部誌4 | ナノ


そうしてきみはわらった



ノートに走るシャーペン。それを動かす白い指。微かに伏せられるように指先へ注がれる眼差しは、長い睫毛の影に落ちて涼やかで、そして流麗だ。

「何? 石垣くん」
「ぁ、いや……すまん。あんまり綺麗やったから、正直見惚れとったわ」

みょうじの指が止まる。もう少し眺めていたかったら残念に思いながら、けれど視線をついと向けられ胸が高鳴る。
隣席から、目を真っ直ぐにあわせて。決してはぐらかしたりなどせず、まるで逃がすまいとするかのように。

「私としては、一般的な女の子が書くような、丸文字になりたかったんだけどね」
「ええやん。その字の方がみょうじらしい。ほんまに綺麗や。小さい頃から習字してたん?」
「うん。小学校に上がる前から、そういう教室に通ってた」

今はもう卒業したけど、と少しだけ眦を下げたみょうじは、不意に思いついたという顔で「もうすぐインターハイだね」と、唐突に話題を変えた。
昼を間近に控えた四限での自習時間。黙々と予習や復習を広げる生徒はまばらで、ほとんどがお喋りに夢中だ。
だから俺の上ずった声を聞いたのはみょうじだけだったろう。

「みょうじがそんな話を振ってくるやなんて珍しいな。俺ん所は自転車やけど、興味あったんや?」
「そうだね……。ちょっと、面白い噂を聞いたから」
「噂?」
「新入生。凄い子が入った、って」
「あぁ、御堂筋っていう奴で、うちのエースや」
「御堂筋くん……」

吐息混じりに呟いたみょうじの声に妙な色を感じて、何故だか俺はそれ以上の言葉を続けられない。
舌の上では静かにその名を何度も味わっている風で、みょうじの意識はぽっかりと御堂筋に向いている。
何故、と問いかける声を寸でに呑み込み、みょうじの名を呼んだところで漸く、彼女の思考がこちらに戻ってきた。

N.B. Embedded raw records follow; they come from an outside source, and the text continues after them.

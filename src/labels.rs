//! Label table.
//!
//! Labels are read once at startup from a newline-delimited file and never
//! modified afterwards. Index `i` of the table names class `i` of the model's
//! score vector.

use anyhow::{Context, Result};
use std::borrow::Cow;
use std::fs::File;
use std::io::{BufRead, BufReader};
use std::path::Path;

/// Maximum number of labels held by a table.
pub const MAX_LABELS: usize = 100;

/// Maximum label length in bytes, including the terminator slot.
pub const MAX_LABEL_LEN: usize = 64;

/// Ordered, fixed-capacity list of class labels.
#[derive(Clone, Debug, Default, PartialEq, Eq)]
pub struct LabelTable {
    labels: Vec<String>,
}

impl LabelTable {
    /// Load labels from `path`, one per line.
    ///
    /// A single trailing `\n` is stripped from every line. Reading stops at end
    /// of file or once `MAX_LABELS` entries are held; any further lines are
    /// dropped with a warning.
    pub fn load<P: AsRef<Path>>(path: P) -> Result<Self> {
        let path = path.as_ref();
        let file = File::open(path)
            .with_context(|| format!("could not open label file {}", path.display()))?;
        Self::from_reader(BufReader::new(file))
            .with_context(|| format!("could not read label file {}", path.display()))
    }

    /// Build a table from any buffered reader. Bytes that are not valid
    /// UTF-8 are replaced with U+FFFD.
    pub fn from_reader<R: BufRead>(mut reader: R) -> Result<Self> {
        let mut labels = Vec::new();
        let mut line = Vec::new();
        let mut line_no = 0usize;
        loop {
            line.clear();
            if reader.read_until(b'\n', &mut line)? == 0 {
                break;
            }
            line_no += 1;
            if labels.len() == MAX_LABELS {
                let mut dropped = 1usize;
                line.clear();
                while reader.read_until(b'\n', &mut line)? != 0 {
                    dropped += 1;
                    line.clear();
                }
                log::warn!(
                    "label table full at {} entries; {} trailing line(s) ignored",
                    MAX_LABELS,
                    dropped
                );
                break;
            }
            if line.last() == Some(&b'\n') {
                line.pop();
            }
            let text = String::from_utf8_lossy(&line);
            if matches!(text, Cow::Owned(_)) {
                log::warn!("label on line {} is not valid UTF-8: {:?}", line_no, text);
            }
            labels.push(truncate_label(&text));
        }
        Ok(Self { labels })
    }

    pub fn len(&self) -> usize {
        self.labels.len()
    }

    pub fn is_empty(&self) -> bool {
        self.labels.is_empty()
    }

    pub fn get(&self, index: usize) -> Option<&str> {
        self.labels.get(index).map(String::as_str)
    }

    /// Exact, case-sensitive membership test.
    pub fn contains(&self, label: &str) -> bool {
        self.labels.iter().any(|entry| entry == label)
    }

    pub fn iter(&self) -> impl Iterator<Item = &str> {
        self.labels.iter().map(String::as_str)
    }
}

impl<S: Into<String>> FromIterator<S> for LabelTable {
    fn from_iter<I: IntoIterator<Item = S>>(iter: I) -> Self {
        Self {
            labels: iter
                .into_iter()
                .take(MAX_LABELS)
                .map(|label| truncate_label(&label.into()))
                .collect(),
        }
    }
}

fn truncate_label(label: &str) -> String {
    let limit = MAX_LABEL_LEN - 1;
    if label.len() <= limit {
        return label.to_string();
    }
    let mut end = limit;
    while !label.is_char_boundary(end) {
        end -= 1;
    }
    log::warn!("label {:?} truncated to {} bytes", label, end);
    label[..end].to_string()
}
//! Smart Verifier
//!
//! Package verification appliance: a camera watches a conveyor position, a
//! classifier names the package in view, and an indicator light plus an
//! on-screen status line report whether it is the package the operator asked
//! for.
//!
//! # Architecture
//!
//! Single process, single thread. Every iteration of the control loop:
//!
//! 1. Acquires one frame from the camera (bounded wait).
//! 2. Copies it into the shared frame buffer.
//! 3. Classifies the frame buffer.
//! 4. Picks the highest-scoring label (first index wins ties).
//! 5. Compares it with the target label, drives the indicator and updates the
//!    status label and preview widgets.
//! 6. Renders invalidated screen areas to the framebuffer.
//! 7. Sleeps a fixed frame period.
//!
//! # Module Structure
//!
//! - `labels`: fixed-capacity label table loaded at startup
//! - `capture`: single-buffer video source (V4L2 or synthetic)
//! - `classify`: inference backends (tract or stub) and score selection
//! - `frame`: the shared RGB24 frame buffer
//! - `screen`: status label and preview widgets, banded rendering
//! - `display`: framebuffer mapping and RGB565 blits
//! - `indicator`: GPIO output line
//! - `verifier`: device context and the control loop
//! - `config`: JSON config file plus environment overrides
//! - `progress`: startup stage reporting

pub mod capture;
pub mod classify;
pub mod config;
pub mod display;
pub mod frame;
pub mod indicator;
pub mod labels;
pub mod progress;
pub mod screen;
pub mod verifier;

pub use capture::{Acquired, CaptureStats, VideoSource};
pub use classify::{argmax, Classifier, StubClassifier, TopClass};
pub use config::VerifierConfig;
pub use display::Display;
pub use frame::{FrameBuffer, ImageDescriptor};
pub use indicator::Indicator;
pub use labels::{LabelTable, MAX_LABELS, MAX_LABEL_LEN};
pub use screen::{Area, FlushTarget, Screen};
pub use verifier::{decide, Iteration, RunSummary, Verdict, Verifier};
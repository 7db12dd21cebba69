//! Cultural profile catalog.
//!
//! Each image category maps to a fixed bundle of themes, mood, genre,
//! music style, story length, and voice characteristics. Profiles are
//! immutable once selected.

use schemars::JsonSchema;
use serde::{Deserialize, Serialize};
use std::fmt;
use std::str::FromStr;
use thiserror::Error;

/// Image category determined by the label classifier.
#[derive(Debug, Clone, Copy, PartialEq, Eq, Hash, Serialize, Deserialize, JsonSchema, Default)]
#[serde(rename_all = "snake_case")]
pub enum ProfileCategory {
    /// Art, sculpture, pottery, weaving
    #[default]
    CulturalArtifacts,
    /// Ceremony, ritual, religious objects
    CeremonialObjects,
    /// Clothing, dress, costume, textile
    TraditionalClothing,
    /// Buildings, monuments
    ArchitecturalHeritage,
    /// Food, dishes, cooking
    CulinaryTraditions,
}

impl ProfileCategory {
    pub const ALL: &'static [ProfileCategory] = &[
        ProfileCategory::CulturalArtifacts,
        ProfileCategory::CeremonialObjects,
        ProfileCategory::TraditionalClothing,
        ProfileCategory::ArchitecturalHeritage,
        ProfileCategory::CulinaryTraditions,
    ];

    pub fn as_str(&self) -> &'static str {
        match self {
            ProfileCategory::CulturalArtifacts => "cultural_artifacts",
            ProfileCategory::CeremonialObjects => "ceremonial_objects",
            ProfileCategory::TraditionalClothing => "traditional_clothing",
            ProfileCategory::ArchitecturalHeritage => "architectural_heritage",
            ProfileCategory::CulinaryTraditions => "culinary_traditions",
        }
    }
}

impl fmt::Display for ProfileCategory {
    fn fmt(&self, f: &mut fmt::Formatter<'_>) -> fmt::Result {
        write!(f, "{}", self.as_str())
    }
}

/// Narrative mood attached to a profile.
#[derive(Debug, Clone, Copy, PartialEq, Eq, Hash, Serialize, Deserialize, JsonSchema, Default)]
#[serde(rename_all = "snake_case")]
pub enum Mood {
    Reverent,
    Mystical,
    Proud,
    AweInspiring,
    Warm,
    #[default]
    Neutral,
}

impl Mood {
    pub fn as_str(&self) -> &'static str {
        match self {
            Mood::Reverent => "reverent",
            Mood::Mystical => "mystical",
            Mood::Proud => "proud",
            Mood::AweInspiring => "awe_inspiring",
            Mood::Warm => "warm",
            Mood::Neutral => "neutral",
        }
    }
}

impl fmt::Display for Mood {
    fn fmt(&self, f: &mut fmt::Formatter<'_>) -> fmt::Result {
        write!(f, "{}", self.as_str())
    }
}

/// Background music style attached to a profile.
#[derive(Debug, Clone, Copy, PartialEq, Eq, Hash, Serialize, Deserialize, JsonSchema, Default)]
#[serde(rename_all = "snake_case")]
pub enum MusicStyle {
    #[default]
    AmbientWorld,
    EtherealAmbient,
    TraditionalFolk,
    EpicOrchestral,
    WarmAcoustic,
}

impl MusicStyle {
    pub const ALL: &'static [MusicStyle] = &[
        MusicStyle::AmbientWorld,
        MusicStyle::EtherealAmbient,
        MusicStyle::TraditionalFolk,
        MusicStyle::EpicOrchestral,
        MusicStyle::WarmAcoustic,
    ];

    pub fn as_str(&self) -> &'static str {
        match self {
            MusicStyle::AmbientWorld => "ambient_world",
            MusicStyle::EtherealAmbient => "ethereal_ambient",
            MusicStyle::TraditionalFolk => "traditional_folk",
            MusicStyle::EpicOrchestral => "epic_orchestral",
            MusicStyle::WarmAcoustic => "warm_acoustic",
        }
    }
}

impl fmt::Display for MusicStyle {
    fn fmt(&self, f: &mut fmt::Formatter<'_>) -> fmt::Result {
        write!(f, "{}", self.as_str())
    }
}

impl FromStr for MusicStyle {
    type Err = MusicStyleParseError;

    fn from_str(s: &str) -> Result<Self, Self::Err> {
        match s.to_lowercase().as_str() {
            "ambient_world" => Ok(MusicStyle::AmbientWorld),
            "ethereal_ambient" => Ok(MusicStyle::EtherealAmbient),
            "traditional_folk" => Ok(MusicStyle::TraditionalFolk),
            "epic_orchestral" => Ok(MusicStyle::EpicOrchestral),
            "warm_acoustic" => Ok(MusicStyle::WarmAcoustic),
            _ => Err(MusicStyleParseError(s.to_string())),
        }
    }
}

#[derive(Debug, Error)]
#[error("Unknown music style: {0}")]
pub struct MusicStyleParseError(String);

/// Target story length for a profile.
#[derive(Debug, Clone, Copy, PartialEq, Eq, Hash, Serialize, Deserialize, JsonSchema, Default)]
#[serde(rename_all = "snake_case")]
pub enum StoryLength {
    Short,
    #[default]
    Medium,
    Long,
}

impl StoryLength {
    pub fn as_str(&self) -> &'static str {
        match self {
            StoryLength::Short => "short",
            StoryLength::Medium => "medium",
            StoryLength::Long => "long",
        }
    }
}

impl fmt::Display for StoryLength {
    fn fmt(&self, f: &mut fmt::Formatter<'_>) -> fmt::Result {
        write!(f, "{}", self.as_str())
    }
}

/// A cultural profile: the fixed bundle of narrative attributes for one
/// image category.
#[derive(Debug, Clone, PartialEq, Serialize, Deserialize, JsonSchema)]
pub struct CulturalProfile {
    pub category: ProfileCategory,
    pub themes: Vec<String>,
    pub mood: Mood,
    pub genre: String,
    pub music_style: MusicStyle,
    pub story_length: StoryLength,
    pub voice_characteristics: Vec<String>,
}

impl CulturalProfile {
    /// Look up the catalog profile for a category.
    pub fn for_category(category: ProfileCategory) -> Self {
        let (themes, mood, genre, music_style, story_length, voices): (
            &[&str],
            Mood,
            &str,
            MusicStyle,
            StoryLength,
            &[&str],
        ) = match category {
            ProfileCategory::CulturalArtifacts => (
                &["heritage", "tradition", "artistry", "craftsmanship"],
                Mood::Reverent,
                "cultural_documentary",
                MusicStyle::AmbientWorld,
                StoryLength::Medium,
                &["warm", "knowledgeable"],
            ),
            ProfileCategory::CeremonialObjects => (
                &["ritual", "spirituality", "community", "celebration"],
                Mood::Mystical,
                "spiritual_narrative",
                MusicStyle::EtherealAmbient,
                StoryLength::Long,
                &["reverent", "storytelling"],
            ),
            ProfileCategory::TraditionalClothing => (
                &["identity", "beauty", "social_status", "cultural_pride"],
                Mood::Proud,
                "cultural_exploration",
                MusicStyle::TraditionalFolk,
                StoryLength::Medium,
                &["enthusiastic", "descriptive"],
            ),
            ProfileCategory::ArchitecturalHeritage => (
                &["history", "engineering", "community", "endurance"],
                Mood::AweInspiring,
                "historical_narrative",
                MusicStyle::EpicOrchestral,
                StoryLength::Long,
                &["authoritative", "narrative"],
            ),
            ProfileCategory::CulinaryTraditions => (
                &["nourishment", "family", "celebration", "sensory_experience"],
                Mood::Warm,
                "sensory_story",
                MusicStyle::WarmAcoustic,
                StoryLength::Short,
                &["friendly", "descriptive"],
            ),
        };

        Self {
            category,
            themes: themes.iter().map(|s| s.to_string()).collect(),
            mood,
            genre: genre.to_string(),
            music_style,
            story_length,
            voice_characteristics: voices.iter().map(|s| s.to_string()).collect(),
        }
    }

    /// Themes flattened to a comma-separated string (record storage form).
    pub fn themes_flat(&self) -> String {
        if self.themes.is_empty() {
            "none".to_string()
        } else {
            self.themes.join(",")
        }
    }
}

impl Default for CulturalProfile {
    fn default() -> Self {
        Self::for_category(ProfileCategory::CulturalArtifacts)
    }
}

「ねぇ石垣くん。インターハイのゴールで待っていたら、そのエースくんがゴールする瞬間、見られるかな?」
「インターハイのゴールて……それは、一概にそうやとは言えんけど。そうなるといいなぁとは思うてるよ。でも、今回の開催地は箱根や」
「新幹線ならすぐでしょう? 旅費だってそこまで負担にならないくらいだし」
「何や……その口ぶりからすると、前もって行く準備してたみたいやな」
「そうかな。でも、遠出は駄目って言われてるから、きっと応援に行けないね」
「親御さんか? 友達と一緒に旅行っていうのは、アカンか」
「嘘はよくないよ。だって――」

みょうじが言い掛けた途中、授業終了のチャイムが全校に響き渡る。
一際ざわつく周囲に彼女の言葉を完全に聞き逃した俺は、けれど不思議と何を言わんとしていたか分かったような気がした。

「だって私は、彼の応援に行きたいのだから」

そうして席を立ち教室を後にするみょうじの背を見送って、思わずこくりと息を呑む。
想う相手を心底愛しげに、艶やかに笑った彼女の顔が胸に刺さり……とてもではないが、昼飯を摂る余裕は失せていた。